• [About this exercise]
The answer is every line in the data below that contains the word "load".

[Source records]
------------

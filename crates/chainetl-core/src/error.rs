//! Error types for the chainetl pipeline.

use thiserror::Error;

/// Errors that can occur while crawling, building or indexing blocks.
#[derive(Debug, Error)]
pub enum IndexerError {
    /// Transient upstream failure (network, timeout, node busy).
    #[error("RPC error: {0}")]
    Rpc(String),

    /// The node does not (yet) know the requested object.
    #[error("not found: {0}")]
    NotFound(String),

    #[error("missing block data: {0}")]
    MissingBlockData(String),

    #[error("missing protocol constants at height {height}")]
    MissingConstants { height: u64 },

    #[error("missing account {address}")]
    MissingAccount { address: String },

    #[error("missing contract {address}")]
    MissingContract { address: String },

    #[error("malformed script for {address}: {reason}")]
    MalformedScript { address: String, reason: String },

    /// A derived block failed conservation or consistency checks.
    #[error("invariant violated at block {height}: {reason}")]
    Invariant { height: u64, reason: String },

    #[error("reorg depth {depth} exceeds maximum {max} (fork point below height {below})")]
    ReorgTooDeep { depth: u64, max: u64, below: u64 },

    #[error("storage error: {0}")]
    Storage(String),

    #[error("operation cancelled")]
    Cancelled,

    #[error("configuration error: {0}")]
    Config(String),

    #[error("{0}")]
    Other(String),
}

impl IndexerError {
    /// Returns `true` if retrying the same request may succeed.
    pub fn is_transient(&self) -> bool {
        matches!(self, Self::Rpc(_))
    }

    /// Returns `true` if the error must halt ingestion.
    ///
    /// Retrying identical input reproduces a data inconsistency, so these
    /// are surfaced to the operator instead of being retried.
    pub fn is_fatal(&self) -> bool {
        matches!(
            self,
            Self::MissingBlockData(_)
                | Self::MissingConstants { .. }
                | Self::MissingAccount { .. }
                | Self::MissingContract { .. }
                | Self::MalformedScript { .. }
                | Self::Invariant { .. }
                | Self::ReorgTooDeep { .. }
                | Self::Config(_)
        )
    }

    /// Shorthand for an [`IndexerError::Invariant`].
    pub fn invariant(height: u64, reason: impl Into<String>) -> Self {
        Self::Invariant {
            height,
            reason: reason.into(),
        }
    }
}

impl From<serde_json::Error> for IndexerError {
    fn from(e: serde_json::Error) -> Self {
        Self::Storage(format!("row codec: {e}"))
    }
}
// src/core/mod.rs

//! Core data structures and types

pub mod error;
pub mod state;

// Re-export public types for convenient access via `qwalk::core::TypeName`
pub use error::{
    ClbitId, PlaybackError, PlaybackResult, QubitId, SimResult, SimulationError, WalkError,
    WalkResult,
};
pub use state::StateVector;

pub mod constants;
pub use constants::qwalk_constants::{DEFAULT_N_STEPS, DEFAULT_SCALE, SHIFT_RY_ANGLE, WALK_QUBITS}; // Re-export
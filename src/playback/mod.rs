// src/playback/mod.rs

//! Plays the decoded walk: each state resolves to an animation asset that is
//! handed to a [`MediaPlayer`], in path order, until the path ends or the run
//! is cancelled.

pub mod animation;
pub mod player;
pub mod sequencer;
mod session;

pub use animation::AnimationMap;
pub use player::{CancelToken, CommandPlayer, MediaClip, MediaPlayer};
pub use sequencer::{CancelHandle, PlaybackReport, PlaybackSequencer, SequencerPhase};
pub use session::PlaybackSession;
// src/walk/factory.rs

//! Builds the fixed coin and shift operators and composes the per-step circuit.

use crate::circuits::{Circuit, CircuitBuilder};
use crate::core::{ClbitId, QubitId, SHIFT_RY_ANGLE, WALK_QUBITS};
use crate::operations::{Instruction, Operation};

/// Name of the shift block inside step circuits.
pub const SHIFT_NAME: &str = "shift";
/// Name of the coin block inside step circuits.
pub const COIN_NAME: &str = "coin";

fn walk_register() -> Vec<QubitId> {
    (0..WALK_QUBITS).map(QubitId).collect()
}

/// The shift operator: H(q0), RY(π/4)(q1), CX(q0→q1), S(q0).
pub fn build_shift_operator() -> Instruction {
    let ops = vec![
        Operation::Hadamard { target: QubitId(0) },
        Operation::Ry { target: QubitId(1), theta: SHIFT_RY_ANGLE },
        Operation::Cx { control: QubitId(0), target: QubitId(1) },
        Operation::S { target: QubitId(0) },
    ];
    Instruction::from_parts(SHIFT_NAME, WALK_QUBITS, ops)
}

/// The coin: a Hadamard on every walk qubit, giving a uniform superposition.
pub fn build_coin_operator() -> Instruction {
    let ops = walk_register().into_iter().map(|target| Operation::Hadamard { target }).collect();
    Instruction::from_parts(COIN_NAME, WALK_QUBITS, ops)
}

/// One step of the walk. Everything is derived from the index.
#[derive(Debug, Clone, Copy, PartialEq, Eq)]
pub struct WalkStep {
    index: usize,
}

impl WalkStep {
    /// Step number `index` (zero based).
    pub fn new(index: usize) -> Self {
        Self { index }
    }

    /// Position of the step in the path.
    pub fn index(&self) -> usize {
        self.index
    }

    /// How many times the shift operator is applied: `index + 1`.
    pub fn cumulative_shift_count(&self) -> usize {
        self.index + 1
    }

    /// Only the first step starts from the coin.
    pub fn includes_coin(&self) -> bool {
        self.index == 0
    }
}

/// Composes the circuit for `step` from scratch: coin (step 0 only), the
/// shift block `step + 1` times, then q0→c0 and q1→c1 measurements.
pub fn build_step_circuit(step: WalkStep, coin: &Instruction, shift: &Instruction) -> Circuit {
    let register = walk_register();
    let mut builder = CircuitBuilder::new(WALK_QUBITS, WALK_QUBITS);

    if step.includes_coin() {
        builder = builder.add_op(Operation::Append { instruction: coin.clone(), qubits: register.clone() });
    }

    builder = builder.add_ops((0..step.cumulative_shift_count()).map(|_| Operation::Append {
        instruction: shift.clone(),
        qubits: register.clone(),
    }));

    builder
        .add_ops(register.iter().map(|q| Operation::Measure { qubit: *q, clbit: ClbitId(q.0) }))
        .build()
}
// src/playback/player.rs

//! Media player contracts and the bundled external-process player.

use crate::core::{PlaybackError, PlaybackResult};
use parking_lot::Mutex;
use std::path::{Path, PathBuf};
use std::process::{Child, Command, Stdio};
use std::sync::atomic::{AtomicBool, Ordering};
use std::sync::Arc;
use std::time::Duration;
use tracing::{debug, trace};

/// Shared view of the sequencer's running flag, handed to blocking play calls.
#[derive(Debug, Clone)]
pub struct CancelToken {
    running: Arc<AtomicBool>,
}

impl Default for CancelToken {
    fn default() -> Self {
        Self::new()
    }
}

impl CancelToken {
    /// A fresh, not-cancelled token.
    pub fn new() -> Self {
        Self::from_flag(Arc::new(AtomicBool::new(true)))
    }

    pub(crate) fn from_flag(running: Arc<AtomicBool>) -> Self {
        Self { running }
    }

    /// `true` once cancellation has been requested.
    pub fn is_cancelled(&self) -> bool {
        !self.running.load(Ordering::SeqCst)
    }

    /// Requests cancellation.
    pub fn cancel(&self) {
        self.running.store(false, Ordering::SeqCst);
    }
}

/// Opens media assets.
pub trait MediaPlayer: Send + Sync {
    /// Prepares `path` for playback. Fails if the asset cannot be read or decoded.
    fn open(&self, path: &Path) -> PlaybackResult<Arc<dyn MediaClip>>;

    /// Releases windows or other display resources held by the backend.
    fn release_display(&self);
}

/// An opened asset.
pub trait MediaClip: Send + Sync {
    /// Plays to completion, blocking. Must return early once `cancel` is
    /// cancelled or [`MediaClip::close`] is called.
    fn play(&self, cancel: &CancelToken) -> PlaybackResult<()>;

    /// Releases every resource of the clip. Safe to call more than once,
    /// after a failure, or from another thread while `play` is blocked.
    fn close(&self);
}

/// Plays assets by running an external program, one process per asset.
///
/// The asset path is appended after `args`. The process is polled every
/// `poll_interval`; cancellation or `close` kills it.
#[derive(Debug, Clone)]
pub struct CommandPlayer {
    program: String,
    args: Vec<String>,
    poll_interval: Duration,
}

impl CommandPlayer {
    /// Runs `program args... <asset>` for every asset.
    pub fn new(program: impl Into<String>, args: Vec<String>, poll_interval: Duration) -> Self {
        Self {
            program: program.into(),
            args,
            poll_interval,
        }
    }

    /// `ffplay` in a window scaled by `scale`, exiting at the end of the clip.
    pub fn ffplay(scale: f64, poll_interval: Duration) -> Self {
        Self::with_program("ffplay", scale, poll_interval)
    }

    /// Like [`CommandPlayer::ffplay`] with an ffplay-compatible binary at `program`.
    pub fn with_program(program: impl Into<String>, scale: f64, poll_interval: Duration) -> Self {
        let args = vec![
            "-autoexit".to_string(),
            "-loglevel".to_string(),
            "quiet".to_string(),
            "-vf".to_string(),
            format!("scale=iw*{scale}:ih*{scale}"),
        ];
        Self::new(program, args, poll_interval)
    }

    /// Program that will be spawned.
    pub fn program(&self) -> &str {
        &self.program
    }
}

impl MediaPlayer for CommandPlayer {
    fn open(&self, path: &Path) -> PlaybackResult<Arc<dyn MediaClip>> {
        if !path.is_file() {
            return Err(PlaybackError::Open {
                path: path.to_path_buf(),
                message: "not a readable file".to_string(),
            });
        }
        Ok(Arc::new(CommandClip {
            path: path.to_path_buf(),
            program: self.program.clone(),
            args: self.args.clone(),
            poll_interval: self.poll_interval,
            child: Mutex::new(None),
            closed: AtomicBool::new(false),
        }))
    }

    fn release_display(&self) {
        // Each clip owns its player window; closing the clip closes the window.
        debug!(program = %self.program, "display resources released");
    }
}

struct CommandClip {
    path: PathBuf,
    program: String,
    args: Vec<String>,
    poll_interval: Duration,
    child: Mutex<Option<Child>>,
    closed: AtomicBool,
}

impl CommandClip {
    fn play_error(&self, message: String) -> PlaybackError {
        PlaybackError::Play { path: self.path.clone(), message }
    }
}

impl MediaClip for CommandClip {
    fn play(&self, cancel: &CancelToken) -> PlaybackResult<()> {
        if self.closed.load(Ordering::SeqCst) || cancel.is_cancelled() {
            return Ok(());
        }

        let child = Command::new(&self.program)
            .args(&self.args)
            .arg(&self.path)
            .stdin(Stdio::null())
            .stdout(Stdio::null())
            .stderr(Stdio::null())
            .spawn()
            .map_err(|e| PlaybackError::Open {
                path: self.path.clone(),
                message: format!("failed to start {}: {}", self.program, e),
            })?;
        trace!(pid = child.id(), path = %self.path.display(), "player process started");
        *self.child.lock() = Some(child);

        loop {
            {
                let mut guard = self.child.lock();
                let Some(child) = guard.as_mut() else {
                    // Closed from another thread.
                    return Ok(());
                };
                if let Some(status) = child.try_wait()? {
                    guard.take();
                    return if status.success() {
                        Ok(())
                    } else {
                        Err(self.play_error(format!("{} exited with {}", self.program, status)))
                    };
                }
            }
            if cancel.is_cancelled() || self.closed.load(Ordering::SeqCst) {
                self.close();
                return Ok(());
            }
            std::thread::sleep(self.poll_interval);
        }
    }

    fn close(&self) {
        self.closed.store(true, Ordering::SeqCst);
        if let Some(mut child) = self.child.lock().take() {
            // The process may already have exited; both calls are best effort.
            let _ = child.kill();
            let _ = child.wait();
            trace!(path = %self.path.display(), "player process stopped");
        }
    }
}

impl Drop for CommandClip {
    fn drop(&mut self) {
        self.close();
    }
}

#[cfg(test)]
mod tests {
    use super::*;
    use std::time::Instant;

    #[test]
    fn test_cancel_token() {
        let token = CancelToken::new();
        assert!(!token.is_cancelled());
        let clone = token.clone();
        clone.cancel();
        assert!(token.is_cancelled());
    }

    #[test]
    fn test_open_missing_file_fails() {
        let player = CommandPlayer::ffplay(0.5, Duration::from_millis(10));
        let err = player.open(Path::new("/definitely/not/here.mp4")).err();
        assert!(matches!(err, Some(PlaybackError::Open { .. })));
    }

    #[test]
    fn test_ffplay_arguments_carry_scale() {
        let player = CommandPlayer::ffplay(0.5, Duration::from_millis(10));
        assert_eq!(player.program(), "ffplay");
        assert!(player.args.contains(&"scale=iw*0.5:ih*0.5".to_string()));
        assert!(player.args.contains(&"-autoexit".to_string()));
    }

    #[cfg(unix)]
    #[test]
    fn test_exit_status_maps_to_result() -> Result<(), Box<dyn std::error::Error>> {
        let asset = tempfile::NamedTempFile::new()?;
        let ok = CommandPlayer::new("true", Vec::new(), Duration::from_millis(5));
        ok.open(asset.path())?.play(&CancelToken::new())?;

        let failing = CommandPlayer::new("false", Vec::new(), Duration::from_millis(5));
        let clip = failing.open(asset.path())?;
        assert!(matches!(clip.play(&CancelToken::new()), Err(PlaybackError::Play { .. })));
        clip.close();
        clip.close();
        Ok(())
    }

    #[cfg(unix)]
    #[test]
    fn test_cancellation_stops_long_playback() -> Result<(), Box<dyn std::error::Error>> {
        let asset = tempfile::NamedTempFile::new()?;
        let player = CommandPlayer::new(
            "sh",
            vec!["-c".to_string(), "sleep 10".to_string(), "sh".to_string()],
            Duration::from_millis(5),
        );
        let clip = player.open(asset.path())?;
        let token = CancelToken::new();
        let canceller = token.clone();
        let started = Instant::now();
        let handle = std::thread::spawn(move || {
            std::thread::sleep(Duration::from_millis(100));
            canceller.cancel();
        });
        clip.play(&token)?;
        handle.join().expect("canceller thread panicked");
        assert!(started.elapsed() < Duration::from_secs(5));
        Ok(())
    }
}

------------

• [Task result]
        !self.running.load(Ordering::SeqCst)
        if self.closed.load(Ordering::SeqCst) || cancel.is_cancelled() {
            if cancel.is_cancelled() || self.closed.load(Ordering::SeqCst) {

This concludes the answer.